La durezza è misurata con una
scala numerica, dall'1 (il più morbido) al 10 (il più duro) ideata dal mineralogista
Friedrich Mohs (1773 - 1839), il quale selezionò dieci minerali perché sono molto comuni o facilmente disponibili:
- Talco
- Gesso
- Calcite
- Fluorite
- Apatite
- Ortoclasio
- Quarzo
- Topazio
- Corindone
- Diamante
Ogni minerale nella scala di
Mohs può scalfire qualunque minerale con lo stesso valore o un valore più basso e può essere, a sua volta, scalfito da qualunque minerale con un valore più alto.
Non esiste,invece, una scala standard per la
tenacità.
La
giada è tenace ma solo moderatamente dura; il diamante, invece, è duro ma solo moderatamente tenace.
Le
gemme di solito hanno durezza 6 o più perché quelle troppo tenere sarebbero facilmente danneggiate se indossati come gioielli.

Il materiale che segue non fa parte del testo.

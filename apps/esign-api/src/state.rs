//! Application state for the ESign API

use std::sync::Arc;

use esign_core::{ProviderConfig, RestClient, SigningProvider};

use crate::session::SessionStore;

/// Shared state injected into every handler.
pub struct AppState {
    pub config: ProviderConfig,
    pub provider: Arc<dyn SigningProvider>,
    pub sessions: SessionStore,
}

impl AppState {
    /// State backed by the real provider REST client.
    pub fn new(config: ProviderConfig, session_idle_secs: u64) -> Self {
        let provider = Arc::new(RestClient::new(config.clone()));
        Self::with_provider(config, provider, session_idle_secs)
    }

    /// State with an explicit provider implementation (tests use stubs).
    pub fn with_provider(
        config: ProviderConfig,
        provider: Arc<dyn SigningProvider>,
        session_idle_secs: u64,
    ) -> Self {
        Self {
            config,
            provider,
            sessions: SessionStore::new(session_idle_secs),
        }
    }
}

Le gemme di maggior valore sono di solito anche le più
dure. Esse sono: lo
smeraldo e l'
acquamarina (entrambi varietà del berillo, durezza 7,5), il
topazio (durezza 8), il
crisoberillo (durezza 8.5), lo
zaffiro e il
rubino (varietà del corindone, durezza 9) e, ovviamente, il
diamante (durezza 10), il più duro dei minerali (le durezze secondo Mohs delle gemme più comuni è riportata in appendice).